AIM OF THE EXERCISE
Copy each line below containing "linux".
<<<<
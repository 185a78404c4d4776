use std::path::{Path, PathBuf};

use tokio::net::UnixStream;

use crate::error::{Result, TransportError};

/// Kernel-reported identity of the process on the other end of a socket.
#[derive(Debug, Clone, Copy, PartialEq, Eq)]
pub struct PeerCredentials {
    /// Process id, when the platform reports it.
    pub pid: Option<i32>,
    /// Effective user id.
    pub euid: u32,
    /// Effective group id.
    pub egid: u32,
    /// Audit session id (the peer's session id on this platform).
    pub asid: Option<i32>,
}

impl PeerCredentials {
    /// Read credentials of the peer connected to `stream`.
    pub fn from_stream(stream: &UnixStream) -> Result<Self> {
        let cred = stream.peer_cred().map_err(TransportError::Credentials)?;
        let pid = cred.pid();
        Ok(Self {
            pid,
            euid: cred.uid(),
            egid: cred.gid(),
            asid: pid.and_then(session_of),
        })
    }

    /// Credentials of the calling process.
    pub fn current() -> Self {
        // SAFETY: these calls take no arguments and cannot fail.
        let (pid, euid, egid) = unsafe { (libc::getpid(), libc::geteuid(), libc::getegid()) };
        Self {
            pid: Some(pid),
            euid,
            egid,
            asid: session_of(pid),
        }
    }
}

fn session_of(pid: i32) -> Option<i32> {
    // SAFETY: getsid only reads kernel process tables.
    let sid = unsafe { libc::getsid(pid) };
    (sid >= 0).then_some(sid)
}

/// Code identity of a process, evaluated by code signing requirements.
///
/// Every field is sourced from the kernel, never from the peer itself.
#[derive(Debug, Clone, PartialEq, Eq)]
pub struct CodeIdentity {
    /// Absolute path of the running executable.
    pub path: Option<PathBuf>,
    /// Signing identifier: the executable's file name.
    pub identifier: Option<String>,
    /// Effective user id.
    pub uid: u32,
    /// Effective group id.
    pub gid: u32,
}

impl CodeIdentity {
    /// Resolve the code identity behind a set of peer credentials.
    pub fn of_peer(credentials: &PeerCredentials) -> Self {
        let path = credentials.pid.and_then(executable_path);
        Self::from_parts(path, credentials.euid, credentials.egid)
    }

    /// Code identity of the calling process.
    pub fn current() -> Self {
        let creds = PeerCredentials::current();
        let path = std::env::current_exe()
            .ok()
            .map(|p| std::fs::canonicalize(&p).unwrap_or(p));
        Self::from_parts(path, creds.euid, creds.egid)
    }

    /// Build an identity from explicit parts.
    pub fn from_parts(path: Option<PathBuf>, uid: u32, gid: u32) -> Self {
        let identifier = path.as_deref().and_then(identifier_of);
        Self {
            path,
            identifier,
            uid,
            gid,
        }
    }
}

fn identifier_of(path: &Path) -> Option<String> {
    path.file_name().map(|name| name.to_string_lossy().into_owned())
}

#[cfg(target_os = "linux")]
fn executable_path(pid: i32) -> Option<PathBuf> {
    std::fs::read_link(format!("/proc/{pid}/exe")).ok()
}

#[cfg(target_os = "macos")]
fn executable_path(pid: i32) -> Option<PathBuf> {
    use std::os::unix::ffi::OsStrExt;

    let mut buf = vec![0u8; libc::PROC_PIDPATHINFO_MAXSIZE as usize];
    // SAFETY: buf is a writable buffer of the declared size.
    let len = unsafe {
        libc::proc_pidpath(
            pid,
            buf.as_mut_ptr().cast::<libc::c_void>(),
            buf.len() as u32,
        )
    };
    if len <= 0 {
        return None;
    }
    buf.truncate(len as usize);
    Some(PathBuf::from(std::ffi::OsStr::from_bytes(&buf)))
}

#[cfg(not(any(target_os = "linux", target_os = "macos")))]
fn executable_path(_pid: i32) -> Option<PathBuf> {
    None
}
fn non_string_key() -> BridgeError {
    unsupported("dictionary keys must be strings")
}

impl ser::Serializer for KeySerializer {
    type Ok = String;
    type Error = BridgeError;

    type SerializeSeq = Impossible<String, BridgeError>;
    type SerializeTuple = Impossible<String, BridgeError>;
    type SerializeTupleStruct = Impossible<String, BridgeError>;
    type SerializeTupleVariant = Impossible<String, BridgeError>;
    type SerializeMap = Impossible<String, BridgeError>;
    type SerializeStruct = Impossible<String, BridgeError>;
    type SerializeStructVariant = Impossible<String, BridgeError>;

    fn serialize_str(self, v: &str) -> Result<String> {
        Ok(v.to_string())
    }

    fn serialize_char(self, v: char) -> Result<String> {
        Ok(v.to_string())
    }

    fn serialize_unit_variant(
        self,
        _name: &'static str,
        _index: u32,
        variant: &'static str,
    ) -> Result<String> {
        Ok(variant.to_string())
    }

    fn serialize_newtype_struct<T: ?Sized + Serialize>(
        self,
        _name: &'static str,
        value: &T,
    ) -> Result<String> {
        value.serialize(self)
    }

    fn serialize_bool(self, _v: bool) -> Result<String> {
        Err(non_string_key())
    }

    fn serialize_i8(self, _v: i8) -> Result<String> {
        Err(non_string_key())
    }

    fn serialize_i16(self, _v: i16) -> Result<String> {
        Err(non_string_key())
    }

    fn serialize_i32(self, _v: i32) -> Result<String> {
        Err(non_string_key())
    }

    fn serialize_i64(self, _v: i64) -> Result<String> {
        Err(non_string_key())
    }

    fn serialize_u8(self, _v: u8) -> Result<String> {
        Err(non_string_key())
    }

    fn serialize_u16(self, _v: u16) -> Result<String> {
        Err(non_string_key())
    }

    fn serialize_u32(self, _v: u32) -> Result<String> {
        Err(non_string_key())
    }

    fn serialize_u64(self, _v: u64) -> Result<String> {
        Err(non_string_key())
    }

    fn serialize_f32(self, _v: f32) -> Result<String> {
        Err(non_string_key())
    }

    fn serialize_f64(self, _v: f64) -> Result<String> {
        Err(non_string_key())
    }

    fn serialize_bytes(self, _v: &[u8]) -> Result<String> {
        Err(non_string_key())
    }

    fn serialize_none(self) -> Result<String> {
        Err(non_string_key())
    }

    fn serialize_some<T: ?Sized + Serialize>(self, _value: &T) -> Result<String> {
        Err(non_string_key())
    }

    fn serialize_unit(self) -> Result<String> {
        Err(non_string_key())
    }

    fn serialize_unit_struct(self, _name: &'static str) -> Result<String> {
        Err(non_string_key())
    }

    fn serialize_newtype_variant<T: ?Sized + Serialize>(
        self,
        _name: &'static str,
        _index: u32,
        _variant: &'static str,
        _value: &T,
    ) -> Result<String> {
        Err(non_string_key())
    }

    fn serialize_seq(self, _len: Option<usize>) -> Result<Self::SerializeSeq> {
        Err(non_string_key())
    }

    fn serialize_tuple(self, _len: usize) -> Result<Self::SerializeTuple> {
        Err(non_string_key())
    }

    fn serialize_tuple_struct(
        self,
        _name: &'static str,
        _len: usize,
    ) -> Result<Self::SerializeTupleStruct> {
        Err(non_string_key())
    }

    fn serialize_tuple_variant(
        self,
        _name: &'static str,
        _index: u32,
        _variant: &'static str,
        _len: usize,
    ) -> Result<Self::SerializeTupleVariant> {
        Err(non_string_key())
    }

    fn serialize_map(self, _len: Option<usize>) -> Result<Self::SerializeMap> {
        Err(non_string_key())
    }

    fn serialize_struct(self, _name: &'static str, _len: usize) -> Result<Self::SerializeStruct> {
        Err(non_string_key())
    }

    fn serialize_struct_variant(
        self,
        _name: &'static str,
        _index: u32,
        _variant: &'static str,
        _len: usize,
    ) -> Result<Self::SerializeStructVariant> {
        Err(non_string_key())
    }
}

#[cfg(test)]
mod tests {
    use std::collections::{BTreeMap, HashMap};

    use serde::Serialize;

    use super::*;

    #[derive(Serialize)]
    struct Request {
        text: String,
        repeat: u8,
        offset: i32,
        ratio: f32,
        tag: Option<String>,
        payload: Bytes,
    }

    #[derive(Serialize)]
    enum Shape {
        Empty,
        Circle(f64),
        Rect { w: u32, h: u32 },
        Pair(i8, i8),
    }

    #[test]
    fn structs_become_dictionaries_keyed_by_field() {
        let obj = to_object(&Request {
            text: "hello".into(),
            repeat: 3,
            offset: -2,
            ratio: 0.5,
            tag: None,
            payload: Bytes::from_static(b"\x00\x01"),
        })
        .unwrap();

        let dict = obj.as_dictionary().unwrap();
        assert_eq!(dict.get_string("text"), Some("hello"));
        assert_eq!(dict.get_uint64("repeat"), Some(3));
        assert_eq!(dict.get_int64("offset"), Some(-2));
        assert_eq!(dict.get_double("ratio"), Some(0.5));
        assert!(dict.get("tag").unwrap().is_null());
        assert_eq!(dict.get_data("payload").unwrap().as_ref(), b"\x00\x01");
    }

    #[test]
    fn enum_variants_use_externally_tagged_dictionaries() {
        assert_eq!(to_object(&Shape::Empty).unwrap(), XpcObject::from("Empty"));

        let circle = to_object(&Shape::Circle(2.0)).unwrap();
        assert_eq!(
            circle.as_dictionary().unwrap().get_double("Circle"),
            Some(2.0)
        );

        let rect = to_object(&Shape::Rect { w: 4, h: 5 }).unwrap();
        let inner = rect.as_dictionary().unwrap().get_dictionary("Rect").unwrap();
        assert_eq!(inner.get_uint64("h"), Some(5));

        let pair = to_object(&Shape::Pair(1, -1)).unwrap();
        assert_eq!(
            pair.as_dictionary().unwrap().get_array("Pair"),
            Some(&[XpcObject::Int64(1), XpcObject::Int64(-1)][..])
        );
    }

    #[test]
    fn string_keyed_maps_encode_and_others_are_unsupported() {
        let mut ok = BTreeMap::new();
        ok.insert("a".to_string(), 1u32);
        assert!(to_object(&ok).is_ok());

        let mut bad = HashMap::new();
        bad.insert(1u32, "x");
        assert!(matches!(
            to_object(&bad),
            Err(BridgeError::EncodingUnsupported(_))
        ));
    }

    #[test]
    fn wide_integers_are_unsupported() {
        assert!(matches!(
            to_object(&1u128),
            Err(BridgeError::EncodingUnsupported(_))
        ));
    }

    #[test]
    fn capability_fields_keep_native_kinds() {
        #[derive(Serialize)]
        struct Handoff {
            endpoint: Endpoint,
            when: Date,
        }

        let obj = to_object(&Handoff {
            endpoint: Endpoint::from_socket_path("/tmp/ns/anonymous/1-1.sock"),
            when: Date::from_unix_nanos(42),
        })
        .unwrap();
        let dict = obj.as_dictionary().unwrap();
        assert_eq!(
            dict.get_endpoint("endpoint").unwrap().socket_path(),
            std::path::Path::new("/tmp/ns/anonymous/1-1.sock")
        );
        assert_eq!(dict.get_date("when"), Some(Date::from_unix_nanos(42)));
    }
}
use clap::ValueEnum;
use tracing::level_filters::LevelFilter;

#[derive(Copy, Clone, Debug, ValueEnum)]
pub enum LogFormat {
    Text,
    Json,
}

#[derive(Copy, Clone, Debug, ValueEnum)]
pub enum LogLevel {
    Error,
    Warn,
    Info,
    Debug,
    Trace,
}

impl From<LogLevel> for LevelFilter {
    fn from(level: LogLevel) -> Self {
        match level {
            LogLevel::Error => LevelFilter::ERROR,
            LogLevel::Warn => LevelFilter::WARN,
            LogLevel::Info => LevelFilter::INFO,
            LogLevel::Debug => LevelFilter::DEBUG,
            LogLevel::Trace => LevelFilter::TRACE,
        }
    }
}

/// Install the stderr subscriber. Stdout stays reserved for command output.
pub fn init_logging(format: LogFormat, level: LogLevel) {
    let builder = tracing_subscriber::fmt()
        .with_writer(std::io::stderr)
        .with_max_level(LevelFilter::from(level))
        .with_ansi(false)
        .with_target(false);

    // A second init (tests) is not an error worth surfacing.
    let _ = match format {
        LogFormat::Text => builder.try_init(),
        LogFormat::Json => builder.json().flatten_event(true).try_init(),
    };
}
mod cmd;
mod exit;
mod logging;
mod output;

use clap::Parser;

use crate::cmd::Command;
use crate::logging::{init_logging, LogFormat, LogLevel};
use crate::output::OutputFormat;

#[derive(Parser, Debug)]
#[command(name = "xpckit", version, about = "Typed IPC messaging CLI")]
struct Cli {
    /// Output format.
    #[arg(long, value_name = "FORMAT", global = true, env = "XPCKIT_FORMAT")]
    format: Option<OutputFormat>,

    /// Log output format (stderr).
    #[arg(
        long,
        value_name = "FORMAT",
        default_value = "text",
        global = true,
        env = "XPCKIT_LOG_FORMAT"
    )]
    log_format: LogFormat,

    /// Minimum log level (stderr).
    #[arg(
        long,
        value_name = "LEVEL",
        default_value = "info",
        global = true,
        env = "XPCKIT_LOG_LEVEL"
    )]
    log_level: LogLevel,

    #[command(subcommand)]
    command: Command,
}

fn main() {
    let cli = Cli::parse();
    init_logging(cli.log_format, cli.log_level);

    let format = cli.format.unwrap_or_else(OutputFormat::default_for_stdout);
    let result = cmd::run(cli.command, format);

    match result {
        Ok(code) => std::process::exit(code),
        Err(err) => {
            eprintln!("error: {err}");
            std::process::exit(err.code);
        }
    }
}

#[cfg(test)]
mod tests {
    use super::*;

    #[test]
    fn parses_send_subcommand() {
        let cli = Cli::try_parse_from([
            "xpckit",
            "send",
            "com.example.echo",
            "capitalize",
            "--json",
            "\"hi\"",
            "--timeout",
            "2s",
        ])
        .expect("send args should parse");

        let Command::Send(args) = cli.command else {
            panic!("expected send");
        };
        assert_eq!(args.service, "com.example.echo");
        assert_eq!(args.message, "capitalize");
        assert_eq!(args.json.as_deref(), Some("\"hi\""));
        assert!(!args.oneway);
    }

    #[test]
    fn parses_serve_subcommand() {
        let cli = Cli::try_parse_from([
            "xpckit",
            "--log-level",
            "error",
            "serve",
            "com.example.echo",
            "--requirement",
            "anchor self",
            "--pause-unit-ms",
            "10",
        ])
        .expect("serve args should parse");

        let Command::Serve(args) = cli.command else {
            panic!("expected serve");
        };
        assert_eq!(args.requirement.as_deref(), Some("anchor self"));
        assert_eq!(args.pause_unit_ms, 10);
        assert!(!args.privileged);
    }

    #[test]
    fn serve_requires_a_name() {
        let err = Cli::try_parse_from(["xpckit", "serve"]).expect_err("name is required");
        assert_eq!(
            err.kind(),
            clap::error::ErrorKind::MissingRequiredArgument
        );
    }

    #[test]
    fn global_flags_follow_the_subcommand() {
        let cli = Cli::try_parse_from(["xpckit", "version", "--format", "json"])
            .expect("global flag after subcommand should parse");
        assert!(matches!(cli.format, Some(OutputFormat::Json)));
    }
}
>>>>
WRITTEN ANSWER
#[cfg(target_os = "linux")]
#[cfg(not(any(target_os = "linux", target_os = "macos")))]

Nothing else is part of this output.